The first clue to unravel this mystery is in our media records. Specifically, films of non-agrarian populations through the latter half of the 20th century. By visually inspecting these people, we can observe an inflection point where people on average were, by our current standards, 'thin', and then started appearing slightly heavier (our equivalent of 'healthy'). This inflection point appears to be roughly around the 1970's in the US. It is worth noting that the US was the first country to recognize the growing incidents of obesity and overweight individuals in society. In fact they were often the objects of ridicule for having the fattest population, before obesity and overweightedness started appearing in other western nations. The super obese, as characterized as people who are physically immobile due to large amounts of body fat, started appearing in the 1980's in the US. The 1990's media shows many children who are overweight. An average person on the street as shown from the same media sources is also visibly overweight, although the baggy clothing fashion of the time sometimes makes it difficult to tell. The chins and the guts however are difficult to hide. A pattern emerges when considering this linear progression... Something happened in the 1970's (at least observable) in the US, that spurred this widespread weight gaining tendencies. Let us for now shelve this observation and examine some of the other clues.
The second clue we have is the increased rate of overweighteness and significantly higher occurrences of diabetes among children. As already stated, this pattern appears to arise in the 1990's in the US, possibly slightly before in the 1980's. We can theorize on two broad categories of sources - one due to environmental factors and another on genetic factors. If one was to make a case for the genetic causes of overweightedness and diabetes, the genetic makeup of the parents and the genetic makeup of the children would need to be studied. Possibly a mutation or a set of genetic markers for increased weight gain would be investigated. I would imagine that such studies could show that these children were predisposed to weight gain due to genes expressed in a certain way that allowed this to happen. The conclusion might even argue that such genes are necessary in nature for populations that experience famines. The cause might be due to something that affected the parents and in turn which inadvertently produced the result in the child. Therefore it is a second order effect due to something that took place in the parents in the 1980's and the 1990's. If on the other hand environmental causes were investigated, one could say that there was something directly introduced to the children in the 1980's and the 1990's as a first order effect. Both arguments have merit and in fact both can be true, as first order and second order effects can both contribute to the underlying result. Let us look at the third clue.

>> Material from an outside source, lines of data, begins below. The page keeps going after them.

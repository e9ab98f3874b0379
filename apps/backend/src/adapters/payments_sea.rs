//! SeaORM adapter for payment records.

use sea_orm::{
    ActiveModelTrait, ColumnTrait, ConnectionTrait, EntityTrait, NotSet, PaginatorTrait,
    QueryFilter, QueryOrder, QuerySelect, Set,
};
use time::OffsetDateTime;

use crate::entities::payments::{self, PaymentMethod, PaymentStatus};

#[derive(Debug, Clone)]
pub struct PaymentCreate {
    pub operator_id: i64,
    pub game_id: Option<i64>,
    pub amount: f64,
    pub method: PaymentMethod,
}

impl PaymentCreate {
    pub fn new(operator_id: i64, amount: f64, method: PaymentMethod) -> Self {
        Self {
            operator_id,
            game_id: None,
            amount,
            method,
        }
    }

    pub fn for_game(mut self, game_id: i64) -> Self {
        self.game_id = Some(game_id);
        self
    }
}

pub async fn find_by_id<C: ConnectionTrait + Send + Sync>(
    conn: &C,
    payment_id: i64,
) -> Result<Option<payments::Model>, sea_orm::DbErr> {
    payments::Entity::find_by_id(payment_id).one(conn).await
}

/// New payments always start out `PENDING`.
pub async fn create_payment<C: ConnectionTrait + Send + Sync>(
    conn: &C,
    dto: PaymentCreate,
) -> Result<payments::Model, sea_orm::DbErr> {
    let now = OffsetDateTime::now_utc();
    payments::ActiveModel {
        id: NotSet,
        operator_id: Set(dto.operator_id),
        game_id: Set(dto.game_id),
        amount: Set(dto.amount),
        method: Set(dto.method),
        status: Set(PaymentStatus::Pending),
        paid_at: Set(None),
        created_at: Set(now),
        updated_at: Set(now),
    }
    .insert(conn)
    .await
}

/// Set `status`; `paid_at` is replaced only when `paid_at` is `Some`.
pub async fn update_status<C: ConnectionTrait + Send + Sync>(
    conn: &C,
    payment_id: i64,
    status: PaymentStatus,
    paid_at: Option<OffsetDateTime>,
) -> Result<payments::Model, sea_orm::DbErr> {
    let mut payment: payments::ActiveModel = payments::Entity::find_by_id(payment_id)
        .one(conn)
        .await?
        .ok_or_else(|| sea_orm::DbErr::RecordNotFound("Payment not found".to_string()))?
        .into();
    payment.status = Set(status);
    if let Some(at) = paid_at {
        payment.paid_at = Set(Some(at));
    }
    payment.updated_at = Set(OffsetDateTime::now_utc());
    payment.update(conn).await
}

/// One page of all payments, newest first.
pub async fn list_page<C: ConnectionTrait + Send + Sync>(
    conn: &C,
    offset: u64,
    limit: u64,
) -> Result<(Vec<payments::Model>, u64), sea_orm::DbErr> {
    let total = payments::Entity::find().count(conn).await?;
    let rows = payments::Entity::find()
        .order_by_desc(payments::Column::CreatedAt)
        .order_by_desc(payments::Column::Id)
        .offset(offset)
        .limit(limit)
        .all(conn)
        .await?;
    Ok((rows, total))
}

pub async fn list_for_operator<C: ConnectionTrait + Send + Sync>(
    conn: &C,
    operator_id: i64,
) -> Result<Vec<payments::Model>, sea_orm::DbErr> {
    payments::Entity::find()
        .filter(payments::Column::OperatorId.eq(operator_id))
        .order_by_desc(payments::Column::CreatedAt)
        .order_by_desc(payments::Column::Id)
        .all(conn)
        .await
}

/// `(all, settled)` payment counts.
pub async fn counts<C: ConnectionTrait + Send + Sync>(
    conn: &C,
) -> Result<(u64, u64), sea_orm::DbErr> {
    let total = payments::Entity::find().count(conn).await?;
    let settled = payments::Entity::find()
        .filter(
            payments::Column::Status.is_in([PaymentStatus::Confirmed, PaymentStatus::Received]),
        )
        .count(conn)
        .await?;
    Ok((total, settled))
}
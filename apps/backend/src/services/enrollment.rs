//! Capacity-checked enrollment of squads and operators into games.
//!
//! Every operation runs as one nested transaction: the join-row write and
//! the `current_players` update land together or not at all. Registration
//! additionally goes through a guarded single-statement increment, so two
//! concurrent registrations cannot both pass a stale capacity check.
//!
//! `total_members` is read once per registration; a membership edit landing
//! between that read and the write is not detected.

use sea_orm::TransactionTrait;
use tracing::{debug, info};

use crate::db::txn::with_nested_txn;
use crate::domain::enrollment::{
    capacity_exceeded, ensure_capacity, ensure_registration_open, OPERATOR_CONTRIBUTION,
};
use crate::errors::domain::{ConflictKind, DomainError, NotFoundKind};
use crate::repos::{enrollments, games, operators, squads};

/// Enrollment domain service.
pub struct EnrollmentService;

impl EnrollmentService {
    pub fn new() -> Self {
        Self
    }

    pub async fn register_squad<C: TransactionTrait>(
        &self,
        conn: &C,
        game_id: i64,
        squad_id: i64,
    ) -> Result<(), DomainError> {
        with_nested_txn(conn, |txn| {
            Box::pin(async move {
                let game = games::require_game(txn, game_id).await?;
                ensure_registration_open(game_id, game.status)?;

                if enrollments::squad_registered(txn, game_id, squad_id).await? {
                    return Err(DomainError::conflict(
                        ConflictKind::AlreadyRegistered,
                        format!("Squad {squad_id} is already registered for game {game_id}"),
                    ));
                }

                let squad = squads::require_squad(txn, squad_id).await?;
                ensure_capacity(
                    game_id,
                    game.current_players,
                    game.max_players,
                    squad.total_members,
                )?;

                if !games::try_increment_players(txn, game_id, squad.total_members).await? {
                    debug!(game_id, squad_id, "Capacity guard rejected increment");
                    return Err(capacity_exceeded(game_id));
                }
                enrollments::insert_squad(txn, game_id, squad_id).await?;

                info!(
                    game_id,
                    squad_id,
                    added_players = squad.total_members,
                    "Squad registered"
                );
                Ok(())
            })
        })
        .await
    }

    pub async fn unregister_squad<C: TransactionTrait>(
        &self,
        conn: &C,
        game_id: i64,
        squad_id: i64,
    ) -> Result<(), DomainError> {
        with_nested_txn(conn, |txn| {
            Box::pin(async move {
                games::require_game(txn, game_id).await?;
                let squad = squads::require_squad(txn, squad_id).await?;

                if !enrollments::delete_squad(txn, game_id, squad_id).await? {
                    return Err(DomainError::not_found(
                        NotFoundKind::Registration,
                        format!("Squad {squad_id} is not registered for game {game_id}"),
                    ));
                }
                games::decrement_players(txn, game_id, squad.total_members).await?;

                info!(
                    game_id,
                    squad_id,
                    removed_players = squad.total_members,
                    "Squad unregistered"
                );
                Ok(())
            })
        })
        .await
    }

    pub async fn register_operator<C: TransactionTrait>(
        &self,
        conn: &C,
        game_id: i64,
        operator_id: i64,
    ) -> Result<(), DomainError> {
        with_nested_txn(conn, |txn| {
            Box::pin(async move {
                let game = games::require_game(txn, game_id).await?;
                ensure_registration_open(game_id, game.status)?;

                if enrollments::operator_registered(txn, game_id, operator_id).await? {
                    return Err(DomainError::conflict(
                        ConflictKind::AlreadyRegistered,
                        format!("Operator {operator_id} is already registered for game {game_id}"),
                    ));
                }

                operators::require_operator(txn, operator_id).await?;
                ensure_capacity(
                    game_id,
                    game.current_players,
                    game.max_players,
                    OPERATOR_CONTRIBUTION,
                )?;

                if !games::try_increment_players(txn, game_id, OPERATOR_CONTRIBUTION).await? {
                    debug!(game_id, operator_id, "Capacity guard rejected increment");
                    return Err(capacity_exceeded(game_id));
                }
                enrollments::insert_operator(txn, game_id, operator_id).await?;

                info!(game_id, operator_id, "Operator registered");
                Ok(())
            })
        })
        .await
    }

    pub async fn unregister_operator<C: TransactionTrait>(
        &self,
        conn: &C,
        game_id: i64,
        operator_id: i64,
    ) -> Result<(), DomainError> {
        with_nested_txn(conn, |txn| {
            Box::pin(async move {
                games::require_game(txn, game_id).await?;
                operators::require_operator(txn, operator_id).await?;

                if !enrollments::delete_operator(txn, game_id, operator_id).await? {
                    return Err(DomainError::not_found(
                        NotFoundKind::Registration,
                        format!("Operator {operator_id} is not registered for game {game_id}"),
                    ));
                }
                games::decrement_players(txn, game_id, OPERATOR_CONTRIBUTION).await?;

                info!(game_id, operator_id, "Operator unregistered");
                Ok(())
            })
        })
        .await
    }
}

impl Default for EnrollmentService {
    fn default() -> Self {
        Self::new()
    }
}
//! SeaORM adapter for rankings.

use sea_orm::sea_query::Expr;
use sea_orm::{
    ActiveModelTrait, ColumnTrait, ConnectionTrait, EntityTrait, NotSet, PaginatorTrait,
    QueryFilter, QueryOrder, QuerySelect, Set,
};
use time::OffsetDateTime;

use crate::entities::{rankings, squads};

/// Raw counters as written by match-result recording.
#[derive(Debug, Clone, Default)]
pub struct RankingCreate {
    pub squad_id: i64,
    pub total_points: i32,
    pub games_played: i32,
    pub games_won: i32,
    pub games_lost: i32,
    pub total_eliminations: i32,
    pub is_active: bool,
}

impl RankingCreate {
    pub fn new(squad_id: i64) -> Self {
        Self {
            squad_id,
            is_active: true,
            ..Self::default()
        }
    }

    pub fn with_points(mut self, total_points: i32) -> Self {
        self.total_points = total_points;
        self
    }

    pub fn with_record(mut self, played: i32, won: i32, lost: i32) -> Self {
        self.games_played = played;
        self.games_won = won;
        self.games_lost = lost;
        self
    }

    pub fn with_eliminations(mut self, total_eliminations: i32) -> Self {
        self.total_eliminations = total_eliminations;
        self
    }

    pub fn inactive(mut self) -> Self {
        self.is_active = false;
        self
    }
}

pub async fn create_ranking<C: ConnectionTrait + Send + Sync>(
    conn: &C,
    dto: RankingCreate,
) -> Result<rankings::Model, sea_orm::DbErr> {
    let now = OffsetDateTime::now_utc();
    rankings::ActiveModel {
        id: NotSet,
        squad_id: Set(dto.squad_id),
        position: Set(0),
        total_points: Set(dto.total_points),
        games_played: Set(dto.games_played),
        games_won: Set(dto.games_won),
        games_lost: Set(dto.games_lost),
        win_rate: Set(0.0),
        total_eliminations: Set(dto.total_eliminations),
        average_eliminations_per_game: Set(0.0),
        is_active: Set(dto.is_active),
        created_at: Set(now),
        updated_at: Set(now),
    }
    .insert(conn)
    .await
}

pub async fn find_by_id<C: ConnectionTrait + Send + Sync>(
    conn: &C,
    ranking_id: i64,
) -> Result<Option<rankings::Model>, sea_orm::DbErr> {
    rankings::Entity::find_by_id(ranking_id).one(conn).await
}

/// All active rankings in id order.
pub async fn list_active<C: ConnectionTrait + Send + Sync>(
    conn: &C,
) -> Result<Vec<rankings::Model>, sea_orm::DbErr> {
    rankings::Entity::find()
        .filter(rankings::Column::IsActive.eq(true))
        .order_by_asc(rankings::Column::Id)
        .all(conn)
        .await
}

/// Write position and derived statistics for one ranking.
pub async fn update_placement<C: ConnectionTrait + Send + Sync>(
    conn: &C,
    ranking_id: i64,
    position: i32,
    win_rate: f64,
    average_eliminations_per_game: f64,
) -> Result<(), sea_orm::DbErr> {
    let result = rankings::Entity::update_many()
        .col_expr(rankings::Column::Position, Expr::val(position).into())
        .col_expr(rankings::Column::WinRate, Expr::val(win_rate).into())
        .col_expr(
            rankings::Column::AverageEliminationsPerGame,
            Expr::val(average_eliminations_per_game).into(),
        )
        .col_expr(
            rankings::Column::UpdatedAt,
            Expr::val(OffsetDateTime::now_utc()).into(),
        )
        .filter(rankings::Column::Id.eq(ranking_id))
        .exec(conn)
        .await?;

    if result.rows_affected == 0 {
        return Err(sea_orm::DbErr::RecordNotFound(format!(
            "Ranking {ranking_id} not found"
        )));
    }
    Ok(())
}

/// One leaderboard page (position asc, squad id asc) plus the total count.
pub async fn leaderboard_page<C: ConnectionTrait + Send + Sync>(
    conn: &C,
    offset: u64,
    limit: u64,
) -> Result<(Vec<(rankings::Model, Option<squads::Model>)>, u64), sea_orm::DbErr> {
    let base = rankings::Entity::find().filter(rankings::Column::IsActive.eq(true));
    let total = base.clone().count(conn).await?;

    let rows = base
        .find_also_related(squads::Entity)
        .order_by_asc(rankings::Column::Position)
        .order_by_asc(rankings::Column::SquadId)
        .offset(offset)
        .limit(limit)
        .all(conn)
        .await?;

    Ok((rows, total))
}

pub async fn find_active_by_squad<C: ConnectionTrait + Send + Sync>(
    conn: &C,
    squad_id: i64,
) -> Result<Option<(rankings::Model, Option<squads::Model>)>, sea_orm::DbErr> {
    rankings::Entity::find()
        .filter(rankings::Column::SquadId.eq(squad_id))
        .filter(rankings::Column::IsActive.eq(true))
        .find_also_related(squads::Entity)
        .one(conn)
        .await
}
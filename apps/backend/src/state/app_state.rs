use sea_orm::DatabaseConnection;

use super::security_config::SecurityConfig;

/// Shared application resources, wrapped in `web::Data` at the HTTP boundary.
#[derive(Debug, Clone)]
pub struct AppState {
    db: Option<DatabaseConnection>,
    pub security: SecurityConfig,
}

impl AppState {
    pub fn new(db: DatabaseConnection, security: SecurityConfig) -> Self {
        Self {
            db: Some(db),
            security,
        }
    }

    /// State without a database, for handlers and tests that never touch storage.
    pub fn new_without_db(security: SecurityConfig) -> Self {
        Self { db: None, security }
    }

    pub fn db(&self) -> Option<&DatabaseConnection> {
        self.db.as_ref()
    }
}
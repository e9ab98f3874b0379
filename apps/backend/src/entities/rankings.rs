use sea_orm::entity::prelude::*;
use serde::{Deserialize, Serialize};
use time::OffsetDateTime;

#[derive(Clone, Debug, PartialEq, DeriveEntityModel, Serialize, Deserialize)]
#[sea_orm(table_name = "rankings")]
pub struct Model {
    #[sea_orm(primary_key)]
    pub id: i64,
    #[sea_orm(column_name = "squad_id", unique)]
    pub squad_id: i64,
    pub position: i32,
    #[sea_orm(column_name = "total_points")]
    pub total_points: i32,
    #[sea_orm(column_name = "games_played")]
    pub games_played: i32,
    #[sea_orm(column_name = "games_won")]
    pub games_won: i32,
    #[sea_orm(column_name = "games_lost")]
    pub games_lost: i32,
    /// Derived: percentage in 0..=100
    #[sea_orm(column_name = "win_rate", column_type = "Double")]
    pub win_rate: f64,
    #[sea_orm(column_name = "total_eliminations")]
    pub total_eliminations: i32,
    /// Derived
    #[sea_orm(column_name = "average_eliminations_per_game", column_type = "Double")]
    pub average_eliminations_per_game: f64,
    #[sea_orm(column_name = "is_active")]
    pub is_active: bool,
    #[sea_orm(column_name = "created_at")]
    pub created_at: OffsetDateTime,
    #[sea_orm(column_name = "updated_at")]
    pub updated_at: OffsetDateTime,
}

#[derive(Copy, Clone, Debug, EnumIter, DeriveRelation)]
pub enum Relation {
    #[sea_orm(
        belongs_to = "super::squads::Entity",
        from = "Column::SquadId",
        to = "super::squads::Column::Id"
    )]
    Squad,
}

impl Related<super::squads::Entity> for Entity {
    fn to() -> RelationDef {
        Relation::Squad.def()
    }
}

impl ActiveModelBehavior for ActiveModel {}
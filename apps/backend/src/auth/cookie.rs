//! Session cookie carrying the access token.

use actix_web::cookie::time::Duration as CookieDuration;
use actix_web::cookie::{Cookie, SameSite};

use crate::state::security_config::SecurityConfig;

pub const SESSION_COOKIE: &str = "milsim_token";

/// HttpOnly cookie holding `token`, living as long as the token does.
pub fn session_cookie(token: impl Into<String>, security: &SecurityConfig) -> Cookie<'static> {
    Cookie::build(SESSION_COOKIE, token.into())
        .path("/")
        .http_only(true)
        .secure(security.cookie_secure)
        .same_site(SameSite::Lax)
        .max_age(CookieDuration::seconds(security.token_ttl.whole_seconds()))
        .finish()
}

/// Expired, empty session cookie that makes the browser drop it.
pub fn clear_cookie(security: &SecurityConfig) -> Cookie<'static> {
    Cookie::build(SESSION_COOKIE, "")
        .path("/")
        .http_only(true)
        .secure(security.cookie_secure)
        .same_site(SameSite::Lax)
        .max_age(CookieDuration::ZERO)
        .finish()
}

Widespread overweightedness, though originally only observable in the Unites States, became commonplace in other western nations in later decades. The phenomena however was not uniform across populations in Europe, likely due to differing habits, genetics, culinary preferences and other varying influences of the underlying cause(s). But if I was start from somewhere and perhaps pick a straw-man example, one notable nation with this problem would be the UK. Lack of access to medical records forces me to consider only visual inspection of film records similar to how it was done for clue #1. However it would be prudent for anyone interested in this topic to correlate medical records and look for patterns in weight, waist size, and other chronic diseases such as diabetes. My observations show that the overweight problem began in the 1990's for the UK. The incidents of beer-bellies and bad diet before this point had already existed in the population. But the overweight pattern was not observable in populations that did not have such habits, until this point in time. Therefore we can surmise that there was an external stimulus that either introduced the same underlying causes affecting the US population, or that caused a different set of effects that had the same result as the US population.
So what can be said when combining these clues? A possible linear narrative is that there was a fundamental cause arising in the 1970's in the US that broadly impacted large segments of society. This caused the next generation of people in the 1980's and 1990's to have weight problems at an earlier age. The effects as observed in the 1970's US population became visible in the UK population in the 1990's presumably due to the same underlying causes. Therefore the question to solving this mystery is in pinpointing the impetus that spurred this chain of events in the 1970's in the US.